In the records below, find the line holding "filename apps/pamctl/src/models/credentials.rs" and the line holding "mod invoker;". Set down both, with every line between them, exactly.

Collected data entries
= Beginning of Section =

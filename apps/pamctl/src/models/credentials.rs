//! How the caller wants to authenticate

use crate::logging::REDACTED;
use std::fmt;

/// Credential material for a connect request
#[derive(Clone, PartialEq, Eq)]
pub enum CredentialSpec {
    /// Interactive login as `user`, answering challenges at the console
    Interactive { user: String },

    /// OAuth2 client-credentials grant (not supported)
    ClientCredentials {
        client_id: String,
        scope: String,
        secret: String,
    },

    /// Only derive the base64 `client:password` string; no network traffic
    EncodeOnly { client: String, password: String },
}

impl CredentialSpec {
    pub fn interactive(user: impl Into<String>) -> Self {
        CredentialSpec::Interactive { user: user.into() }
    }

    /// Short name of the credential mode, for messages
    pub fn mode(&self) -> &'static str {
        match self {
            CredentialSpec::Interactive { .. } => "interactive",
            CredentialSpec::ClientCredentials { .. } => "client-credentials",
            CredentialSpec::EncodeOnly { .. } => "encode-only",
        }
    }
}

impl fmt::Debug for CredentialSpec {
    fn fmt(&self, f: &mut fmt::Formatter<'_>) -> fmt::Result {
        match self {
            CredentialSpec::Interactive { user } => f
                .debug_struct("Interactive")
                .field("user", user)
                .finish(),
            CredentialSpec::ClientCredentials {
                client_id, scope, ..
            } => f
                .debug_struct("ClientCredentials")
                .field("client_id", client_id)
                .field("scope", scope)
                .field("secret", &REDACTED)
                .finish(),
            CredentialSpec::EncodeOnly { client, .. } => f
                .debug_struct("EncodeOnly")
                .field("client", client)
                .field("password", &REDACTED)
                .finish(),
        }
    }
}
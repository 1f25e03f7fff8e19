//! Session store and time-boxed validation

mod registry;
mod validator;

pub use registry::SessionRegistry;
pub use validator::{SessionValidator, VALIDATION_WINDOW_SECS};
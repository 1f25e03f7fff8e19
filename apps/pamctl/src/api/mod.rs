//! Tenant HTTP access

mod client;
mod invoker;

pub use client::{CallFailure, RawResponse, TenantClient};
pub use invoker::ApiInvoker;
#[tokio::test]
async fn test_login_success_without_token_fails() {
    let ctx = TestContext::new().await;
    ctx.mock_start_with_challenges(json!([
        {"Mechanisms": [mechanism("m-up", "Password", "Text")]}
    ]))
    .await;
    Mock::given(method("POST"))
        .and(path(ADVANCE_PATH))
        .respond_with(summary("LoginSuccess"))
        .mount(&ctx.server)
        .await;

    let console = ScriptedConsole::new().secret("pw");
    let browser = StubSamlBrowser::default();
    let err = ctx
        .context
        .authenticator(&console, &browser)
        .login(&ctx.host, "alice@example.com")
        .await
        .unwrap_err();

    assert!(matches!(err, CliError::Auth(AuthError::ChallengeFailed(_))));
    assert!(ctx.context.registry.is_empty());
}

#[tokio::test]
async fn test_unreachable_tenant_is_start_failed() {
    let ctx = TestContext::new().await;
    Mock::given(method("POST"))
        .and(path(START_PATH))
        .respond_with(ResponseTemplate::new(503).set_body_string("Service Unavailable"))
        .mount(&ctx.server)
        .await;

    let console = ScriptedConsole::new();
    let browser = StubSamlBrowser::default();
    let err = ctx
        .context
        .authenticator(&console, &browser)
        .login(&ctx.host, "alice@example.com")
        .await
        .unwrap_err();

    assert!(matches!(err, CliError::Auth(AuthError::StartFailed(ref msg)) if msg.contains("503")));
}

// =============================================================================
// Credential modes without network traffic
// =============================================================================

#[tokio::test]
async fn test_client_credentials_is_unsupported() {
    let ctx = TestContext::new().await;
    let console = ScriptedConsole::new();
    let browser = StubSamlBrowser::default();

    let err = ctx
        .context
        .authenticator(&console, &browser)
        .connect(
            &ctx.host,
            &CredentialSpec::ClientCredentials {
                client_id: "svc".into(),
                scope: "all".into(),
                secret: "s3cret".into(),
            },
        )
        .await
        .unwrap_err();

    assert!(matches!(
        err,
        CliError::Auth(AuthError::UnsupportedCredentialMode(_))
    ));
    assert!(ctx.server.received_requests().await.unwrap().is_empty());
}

= End of Section =
= Beginning of Section =

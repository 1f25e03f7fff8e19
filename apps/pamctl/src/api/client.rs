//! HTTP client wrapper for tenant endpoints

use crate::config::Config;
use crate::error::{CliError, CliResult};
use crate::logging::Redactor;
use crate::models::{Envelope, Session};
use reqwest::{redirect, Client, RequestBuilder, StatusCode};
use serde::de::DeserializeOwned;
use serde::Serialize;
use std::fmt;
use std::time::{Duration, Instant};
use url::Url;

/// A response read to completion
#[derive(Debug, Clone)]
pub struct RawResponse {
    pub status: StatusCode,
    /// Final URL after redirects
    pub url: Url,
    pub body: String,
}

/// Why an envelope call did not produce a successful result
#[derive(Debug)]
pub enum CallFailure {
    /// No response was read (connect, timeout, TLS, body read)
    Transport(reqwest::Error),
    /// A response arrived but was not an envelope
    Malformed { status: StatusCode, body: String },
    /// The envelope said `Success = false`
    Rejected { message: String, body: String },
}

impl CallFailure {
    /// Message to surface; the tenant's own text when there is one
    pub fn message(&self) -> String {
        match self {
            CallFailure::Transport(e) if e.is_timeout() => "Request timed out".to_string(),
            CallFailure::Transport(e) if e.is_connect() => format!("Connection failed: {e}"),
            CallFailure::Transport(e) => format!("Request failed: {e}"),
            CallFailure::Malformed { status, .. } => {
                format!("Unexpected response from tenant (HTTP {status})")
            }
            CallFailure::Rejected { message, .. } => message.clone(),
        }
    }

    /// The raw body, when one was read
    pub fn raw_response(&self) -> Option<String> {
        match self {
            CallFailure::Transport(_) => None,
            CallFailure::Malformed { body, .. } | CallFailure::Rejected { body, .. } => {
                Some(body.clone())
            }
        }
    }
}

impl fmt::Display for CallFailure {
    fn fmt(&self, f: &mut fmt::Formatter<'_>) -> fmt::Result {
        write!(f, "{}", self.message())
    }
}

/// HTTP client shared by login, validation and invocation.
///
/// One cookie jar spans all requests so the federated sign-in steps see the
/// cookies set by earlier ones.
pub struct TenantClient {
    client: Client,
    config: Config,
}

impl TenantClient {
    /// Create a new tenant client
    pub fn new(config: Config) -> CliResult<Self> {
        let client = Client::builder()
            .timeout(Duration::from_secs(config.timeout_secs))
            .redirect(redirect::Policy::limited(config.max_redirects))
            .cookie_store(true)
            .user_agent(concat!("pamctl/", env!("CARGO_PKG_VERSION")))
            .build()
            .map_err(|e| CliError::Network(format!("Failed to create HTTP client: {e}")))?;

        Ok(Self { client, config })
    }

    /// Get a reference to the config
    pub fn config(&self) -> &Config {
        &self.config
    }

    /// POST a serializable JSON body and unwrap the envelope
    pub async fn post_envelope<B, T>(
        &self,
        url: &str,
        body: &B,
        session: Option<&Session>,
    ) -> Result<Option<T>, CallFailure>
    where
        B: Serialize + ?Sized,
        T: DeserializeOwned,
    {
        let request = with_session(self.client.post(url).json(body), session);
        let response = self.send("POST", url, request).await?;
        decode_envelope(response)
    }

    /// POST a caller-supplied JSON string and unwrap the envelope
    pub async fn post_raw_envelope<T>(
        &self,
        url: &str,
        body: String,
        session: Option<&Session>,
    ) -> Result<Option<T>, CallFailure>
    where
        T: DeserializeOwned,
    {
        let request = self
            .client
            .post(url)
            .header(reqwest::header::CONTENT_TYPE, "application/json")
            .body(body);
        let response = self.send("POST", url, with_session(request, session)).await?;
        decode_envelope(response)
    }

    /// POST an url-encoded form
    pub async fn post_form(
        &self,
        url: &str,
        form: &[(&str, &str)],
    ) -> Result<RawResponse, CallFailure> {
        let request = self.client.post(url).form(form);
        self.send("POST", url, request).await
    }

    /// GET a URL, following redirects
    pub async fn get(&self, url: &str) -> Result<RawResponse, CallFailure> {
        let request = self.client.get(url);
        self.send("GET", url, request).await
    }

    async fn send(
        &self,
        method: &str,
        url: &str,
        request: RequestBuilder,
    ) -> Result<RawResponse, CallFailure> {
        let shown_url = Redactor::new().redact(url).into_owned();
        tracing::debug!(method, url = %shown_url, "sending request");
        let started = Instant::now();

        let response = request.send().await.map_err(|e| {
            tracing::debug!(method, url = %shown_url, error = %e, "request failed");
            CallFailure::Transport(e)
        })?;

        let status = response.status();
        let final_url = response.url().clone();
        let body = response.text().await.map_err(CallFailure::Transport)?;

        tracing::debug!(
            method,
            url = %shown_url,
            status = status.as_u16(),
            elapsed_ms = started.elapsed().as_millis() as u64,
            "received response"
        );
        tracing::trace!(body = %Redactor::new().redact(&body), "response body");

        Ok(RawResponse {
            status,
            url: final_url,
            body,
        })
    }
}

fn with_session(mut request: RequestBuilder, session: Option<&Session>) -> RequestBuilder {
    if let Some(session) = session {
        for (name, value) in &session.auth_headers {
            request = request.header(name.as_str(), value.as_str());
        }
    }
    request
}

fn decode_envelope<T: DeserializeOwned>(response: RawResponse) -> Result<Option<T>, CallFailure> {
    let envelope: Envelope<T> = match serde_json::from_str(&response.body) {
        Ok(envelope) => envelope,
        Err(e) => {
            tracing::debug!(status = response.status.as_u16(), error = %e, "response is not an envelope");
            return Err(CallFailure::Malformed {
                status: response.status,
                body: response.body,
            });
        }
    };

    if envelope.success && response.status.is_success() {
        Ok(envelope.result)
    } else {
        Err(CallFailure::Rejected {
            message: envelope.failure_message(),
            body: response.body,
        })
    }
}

= End of Section =

(Exercise response)
filename apps/pamctl/src/models/credentials.rs
//! How the caller wants to authenticate

use crate::logging::REDACTED;
use std::fmt;

/// Credential material for a connect request
#[derive(Clone, PartialEq, Eq)]
pub enum CredentialSpec {
    /// Interactive login as `user`, answering challenges at the console
    Interactive { user: String },

    /// OAuth2 client-credentials grant (not supported)
    ClientCredentials {
        client_id: String,
        scope: String,
        secret: String,
    },

    /// Only derive the base64 `client:password` string; no network traffic
    EncodeOnly { client: String, password: String },
}

impl CredentialSpec {
    pub fn interactive(user: impl Into<String>) -> Self {
        CredentialSpec::Interactive { user: user.into() }
    }

    /// Short name of the credential mode, for messages
    pub fn mode(&self) -> &'static str {
        match self {
            CredentialSpec::Interactive { .. } => "interactive",
            CredentialSpec::ClientCredentials { .. } => "client-credentials",
            CredentialSpec::EncodeOnly { .. } => "encode-only",
        }
    }
}

impl fmt::Debug for CredentialSpec {
    fn fmt(&self, f: &mut fmt::Formatter<'_>) -> fmt::Result {
        match self {
            CredentialSpec::Interactive { user } => f
                .debug_struct("Interactive")
                .field("user", user)
                .finish(),
            CredentialSpec::ClientCredentials {
                client_id, scope, ..
            } => f
                .debug_struct("ClientCredentials")
                .field("client_id", client_id)
                .field("scope", scope)
                .field("secret", &REDACTED)
                .finish(),
            CredentialSpec::EncodeOnly { client, .. } => f
                .debug_struct("EncodeOnly")
                .field("client", client)
                .field("password", &REDACTED)
                .finish(),
        }
    }
}
repository 1f25e03f7fff8e19
//! Session store and time-boxed validation

mod registry;
mod validator;

pub use registry::SessionRegistry;
pub use validator::{SessionValidator, VALIDATION_WINDOW_SECS};
repository 1f25e03f7fff8e19
filename apps/pamctl/src/api/mod.rs
//! Tenant HTTP access

mod client;
mod invoker;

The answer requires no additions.